El espectáculo de decenas de millares
de mujeres y hombres bautizados a quienes se separaba de sus hijos mientras
imploraban misericordia a Dios y al rey y proclamaban en vano su voluntad de
permanecer en su patria, resultaba para algunos cristianos sinceros difícil de
soportar. Las condiciones brutales de la expulsión y las matanzas llevadas a
cabo de quienes huían de ella fueron acogidas con tristeza y compasión por una
minoría pensante, y con clamores de odio y con vítores por aquellos que, como
Gaspar de Aguilar, las convirtieron en cantares de gesta.
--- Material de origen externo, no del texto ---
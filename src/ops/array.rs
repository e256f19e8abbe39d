//! Array operators.

use std::collections::HashMap;

use crate::error::{Error, Result};
use crate::expr::{self, EvalCtx, Expr};
use crate::util;
use crate::value::Value;

fn operand_array(ctx: &EvalCtx, obj: &Value, expr: &Expr, name: &str) -> Result<Vec<Value>> {
    let v = expr::compute(ctx, obj, expr)?;
    match v {
        Value::Array(items) => Ok(items),
        other => Err(Error::InvalidOperand(format!(
            "{name} expects an array of operands, got {}",
            other.type_name()
        ))),
    }
}

/// Pull the named arguments out of a record-form operand, rejecting
/// anything unexpected.
fn record_args<'a>(
    expr: &'a Expr,
    name: &str,
    allowed: &[&str],
) -> Result<HashMap<&'a str, &'a Expr>> {
    let Expr::Record(entries) = expr else {
        return Err(Error::InvalidOperand(format!(
            "{name} expects an object operand"
        )));
    };
    let mut out = HashMap::new();
    for (key, sub) in entries {
        if !allowed.contains(&key.as_str()) {
            return Err(Error::InvalidOperand(format!(
                "{name}: unexpected argument {key}"
            )));
        }
        out.insert(key.as_str(), sub);
    }
    Ok(out)
}

/// `$arrayElemAt` returns the element at an index; negative indices count
/// from the end, out-of-range indices yield `Undefined`.
pub fn array_elem_at(ctx: &EvalCtx, obj: &Value, expr: &Expr) -> Result<Value> {
    let items = operand_array(ctx, obj, expr, "$arrayElemAt")?;
    if items.len() != 2 {
        return Err(Error::InvalidOperand(format!(
            "$arrayElemAt expects 2 operands, found {}",
            items.len()
        )));
    }
    let Value::Array(arr) = &items[0] else {
        return Err(Error::InvalidOperand(format!(
            "$arrayElemAt expects an array, got {}",
            items[0].type_name()
        )));
    };
    let Some(idx) = items[1].as_i64() else {
        return Err(Error::InvalidOperand(
            "$arrayElemAt index must be a number".to_string(),
        ));
    };
    let idx = if idx < 0 { arr.len() as i64 + idx } else { idx };
    if idx < 0 || idx >= arr.len() as i64 {
        return Ok(Value::Undefined);
    }
    Ok(arr[idx as usize].clone())
}

/// `$concatArrays` joins arrays; any nil operand makes the result null.
pub fn concat_arrays(ctx: &EvalCtx, obj: &Value, expr: &Expr) -> Result<Value> {
    let items = operand_array(ctx, obj, expr, "$concatArrays")?;
    if items.iter().any(Value::is_nil) {
        return Ok(Value::Null);
    }
    let mut out = Vec::new();
    for item in &items {
        match item {
            Value::Array(inner) => out.extend(inner.iter().cloned()),
            other => {
                return Err(Error::InvalidOperand(format!(
                    "$concatArrays expects array operands, got {}",
                    other.type_name()
                )));
            }
        }
    }
    Ok(Value::Array(out))
}

/// `$filter` keeps the elements of `input` for which `cond` is truthy,
/// binding each element to `$$<as>` (default `$$this`).
pub fn filter(ctx: &EvalCtx, obj: &Value, expr: &Expr) -> Result<Value> {
    let args = record_args(expr, "$filter", &["input", "as", "cond"])?;
    let (Some(input), Some(cond)) = (args.get("input"), args.get("cond")) else {
        return Err(Error::InvalidOperand(
            "$filter requires input and cond".to_string(),
        ));
    };
    let as_name = binding_name(ctx, obj, args.get("as").copied(), "$filter")?;
    let input = expr::compute(ctx, obj, input)?;
    if input.is_nil() {
        return Ok(Value::Null);
    }
    let items = match input {
        Value::Array(items) => items,
        other => {
            return Err(Error::InvalidOperand(format!(
                "$filter input must be an array, got {}",
                other.type_name()
            )));
        }
    };
    let mut out = Vec::new();
    for item in items {
        let scoped = ctx.with_var(&as_name, item.clone());
        if expr::compute(&scoped, obj, cond)?.is_truthy() {
            out.push(item);
        }
    }
    Ok(Value::Array(out))
}

/// Resolve the `as` argument of `$filter`/`$map` to a binding name,
/// defaulting to `this`.
fn binding_name(
    ctx: &EvalCtx,
    obj: &Value,
    expr: Option<&Expr>,
    name: &str,
) -> Result<String> {
    match expr {
        None => Ok("this".to_string()),
        Some(e) => match expr::compute(ctx, obj, e)? {
            Value::String(s) if !s.is_empty() => Ok(s),
            other => Err(Error::InvalidOperand(format!(
                "{name} 'as' must be a non-empty string, got {}",
                other.type_name()
            ))),
        },
    }
}

/// `$indexOfArray` finds the first position of a value within optional
/// `[start, end]` bounds; -1 when absent, null when the subject is nil.
pub fn index_of_array(ctx: &EvalCtx, obj: &Value, expr: &Expr) -> Result<Value> {
    let items = operand_array(ctx, obj, expr, "$indexOfArray")?;
    if !(2..=4).contains(&items.len()) {
        return Err(Error::InvalidOperand(format!(
            "$indexOfArray expects 2 to 4 operands, found {}",
            items.len()
        )));
    }
    if items[0].is_nil() {
        return Ok(Value::Null);
    }
    let Value::Array(arr) = &items[0] else {
        return Err(Error::InvalidOperand(format!(
            "$indexOfArray expects an array, got {}",
            items[0].type_name()
        )));
    };
    let start = match items.get(2) {
        None => 0,
        Some(v) => v.as_i64().unwrap_or(0).max(0) as usize,
    };
    let end = match items.get(3) {
        None => arr.len(),
        Some(v) => (v.as_i64().unwrap_or(arr.len() as i64).max(0) as usize).min(arr.len()),
    };
    if start > end {
        return Ok(Value::Integer(-1));
    }
    for (i, item) in arr[start.min(arr.len())..end].iter().enumerate() {
        if *item == items[1] {
            return Ok(Value::Integer((i + start) as i64));
        }
    }
    Ok(Value::Integer(-1))
}

/// `$isArray` checks its single argument (conventionally wrapped in a
/// one-element array).
pub fn is_array(ctx: &EvalCtx, obj: &Value, expr: &Expr) -> Result<Value> {
    let target = match expr {
        Expr::Array(items) if items.len() == 1 => expr::compute(ctx, obj, &items[0])?,
        other => expr::compute(ctx, obj, other)?,
    };
    Ok(Value::Boolean(matches!(target, Value::Array(_))))
}

/// `$range` generates `[start, end)` with an optional non-zero step.
pub fn range(ctx: &EvalCtx, obj: &Value, expr: &Expr) -> Result<Value> {
    let items = operand_array(ctx, obj, expr, "$range")?;
    if !(2..=3).contains(&items.len()) {
        return Err(Error::InvalidOperand(format!(
            "$range expects 2 or 3 operands, found {}",
            items.len()
        )));
    }
    let (Some(start), Some(end)) = (items[0].as_i64(), items[1].as_i64()) else {
        return Err(Error::InvalidOperand(
            "$range bounds must be numbers".to_string(),
        ));
    };
    let step = match items.get(2) {
        None => 1,
        Some(v) => v.as_i64().ok_or_else(|| {
            Error::InvalidOperand("$range step must be a number".to_string())
        })?,
    };
    if step == 0 {
        return Err(Error::InvalidOperand(
            "$range step must not be zero".to_string(),
        ));
    }
    let mut out = Vec::new();
    let mut i = start;
    while (step > 0 && i < end) || (step < 0 && i > end) {
        out.push(Value::Integer(i));
        i += step;
    }
    Ok(Value::Array(out))
}

pub fn reverse_array(ctx: &EvalCtx, obj: &Value, expr: &Expr) -> Result<Value> {
    let v = expr::compute(ctx, obj, expr)?;
    if v.is_nil() {
        return Ok(Value::Null);
    }
    let mut items = match v {
        Value::Array(items) => items,
        other => {
            return Err(Error::InvalidOperand(format!(
                "$reverseArray expects an array, got {}",
                other.type_name()
            )));
        }
    };
    items.reverse();
    Ok(Value::Array(items))
}

/// `$reduce` folds `input`, exposing the accumulator as `$$value` and the
/// element as `$$this`.
pub fn reduce(ctx: &EvalCtx, obj: &Value, expr: &Expr) -> Result<Value> {
    let args = record_args(expr, "$reduce", &["input", "initialValue", "in"])?;
    let (Some(input), Some(init), Some(body)) = (
        args.get("input"),
        args.get("initialValue"),
        args.get("in"),
    ) else {
        return Err(Error::InvalidOperand(
            "$reduce requires input, initialValue and in".to_string(),
        ));
    };
    let input = expr::compute(ctx, obj, input)?;
    if input.is_nil() {
        return Ok(Value::Null);
    }
    let items = match input {
        Value::Array(items) => items,
        other => {
            return Err(Error::InvalidOperand(format!(
                "$reduce input must be an array, got {}",
                other.type_name()
            )));
        }
    };
    let mut acc = expr::compute(ctx, obj, init)?;
    for item in items {
        let scoped = ctx.with_var("value", acc).with_var("this", item);
        acc = expr::compute(&scoped, obj, body)?;
    }
    Ok(acc)
}

pub fn size(ctx: &EvalCtx, obj: &Value, expr: &Expr) -> Result<Value> {
    let v = expr::compute(ctx, obj, expr)?;
    match v {
        Value::Array(items) => Ok(Value::Integer(items.len() as i64)),
        other => Err(Error::InvalidOperand(format!(
            "$size expects an array, got {}",
            other.type_name()
        ))),
    }
}

/// `$slice` takes `[array, n]` or `[array, skip, limit]` with the usual
/// sign quirks (see `util::slice`).
pub fn slice(ctx: &EvalCtx, obj: &Value, expr: &Expr) -> Result<Value> {
    let items = operand_array(ctx, obj, expr, "$slice")?;
    if !(2..=3).contains(&items.len()) {
        return Err(Error::InvalidOperand(format!(
            "$slice expects 2 or 3 operands, found {}",
            items.len()
        )));
    }
    if items[0].is_nil() {
        return Ok(Value::Null);
    }
    let Value::Array(arr) = &items[0] else {
        return Err(Error::InvalidOperand(format!(
            "$slice expects an array, got {}",
            items[0].type_name()
        )));
    };
    let Some(skip) = items[1].as_i64() else {
        return Err(Error::InvalidOperand(
            "$slice positions must be numbers".to_string(),
        ));
    };
    let limit = match items.get(2) {
        None => None,
        Some(v) => Some(v.as_i64().ok_or_else(|| {
            Error::InvalidOperand("$slice positions must be numbers".to_string())
        })?),
    };
    Ok(Value::Array(util::slice(arr, skip, limit)))
}

/// `$zip` transposes its input arrays. With `useLongestLength` the shorter
/// inputs are padded from `defaults` (or null); `defaults` is only legal
/// together with the flag.
pub fn zip(ctx: &EvalCtx, obj: &Value, expr: &Expr) -> Result<Value> {
    let args = record_args(expr, "$zip", &["inputs", "useLongestLength", "defaults"])?;
    let Some(inputs) = args.get("inputs") else {
        return Err(Error::InvalidOperand("$zip requires inputs".to_string()));
    };
    let use_longest = match args.get("useLongestLength") {
        None => false,
        Some(e) => expr::compute(ctx, obj, e)?.is_truthy(),
    };
    let defaults = match args.get("defaults") {
        None => None,
        Some(e) => {
            if !use_longest {
                return Err(Error::InvalidOperand(
                    "$zip defaults requires useLongestLength".to_string(),
                ));
            }
            match expr::compute(ctx, obj, e)? {
                Value::Array(items) => Some(items),
                other => {
                    return Err(Error::InvalidOperand(format!(
                        "$zip defaults must be an array, got {}",
                        other.type_name()
                    )));
                }
            }
        }
    };
    let columns = match expr::compute(ctx, obj, inputs)? {
        Value::Array(columns) => columns,
        other => {
            return Err(Error::InvalidOperand(format!(
                "$zip inputs must be an array, got {}",
                other.type_name()
            )));
        }
    };
    let mut arrays = Vec::with_capacity(columns.len());
    for column in &columns {
        if column.is_nil() {
            return Ok(Value::Null);
        }
        let Value::Array(items) = column else {
            return Err(Error::InvalidOperand(format!(
                "$zip inputs must contain arrays, got {}",
                column.type_name()
            )));
        };
        arrays.push(items);
    }
    if let Some(defaults) = &defaults {
        if defaults.len() != arrays.len() {
            return Err(Error::InvalidOperand(
                "$zip defaults must match the number of inputs".to_string(),
            ));
        }
    }
    let len = if use_longest {
        arrays.iter().map(|a| a.len()).max().unwrap_or(0)
    } else {
        arrays.iter().map(|a| a.len()).min().unwrap_or(0)
    };
    let mut out = Vec::with_capacity(len);
    for i in 0..len {
        let row: Vec<Value> = arrays
            .iter()
            .enumerate()
            .map(|(col, a)| match a.get(i) {
                Some(v) => v.clone(),
                None => defaults
                    .as_ref()
                    .and_then(|d| d.get(col))
                    .cloned()
                    .unwrap_or(Value::Null),
            })
            .collect();
        out.push(Value::Array(row));
    }
    Ok(Value::Array(out))
}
La mayoría de los moriscos se
refugiaron, con muy diversa fortuna, en el Magreb, y los naturales de Hornachos
crearon en Marruecos la llamada república de Salé, con la esperanza ilusoria de
congraciarse con el rey y retornar algún día a España. Los del Valle de Ricote
fueron autorizados a emigrar voluntariamente durante un lapso de cuatro años
por la frontera francesa y a dirigir sus pasos a otros países europeos. Aunque
totalmente asimilados, el favorito de Felipe III firmó, sin que le temblara el
pulso, su orden de destierro colectivo en 1614. El episodio del morisco Ricote
-el encuentro con su paisano Sancho Panza- en la Segunda Parte del Quijote, permitió a Cervantes, maestro en el
arte de la astucia, recoger la voz de quienes fueron víctimas, de tan salvaje
atropello.
"Salí -dice el morisco- de nuestro
pueblo, entré en Francia y aunque allí nos hacían buen acogimiento, quise verlo
todo. Pasé a Italia y llegué a Alemania y allí me pareció que se podía vivir
con más libertad, porque sus habitadores no miran en muchas delicadezas: cada
uno vive como quiere, porque en la mayor parte de ella se vive con libertad de
conciencia".
¡Libertad de conciencia! De refilón, y
como quien no quiere la cosa, el autor del Quijote pone el dedo en la llaga. Los
despiertos centinelas del Santo Oficio eran todo oídos pero a buen relector
sobran más palabras.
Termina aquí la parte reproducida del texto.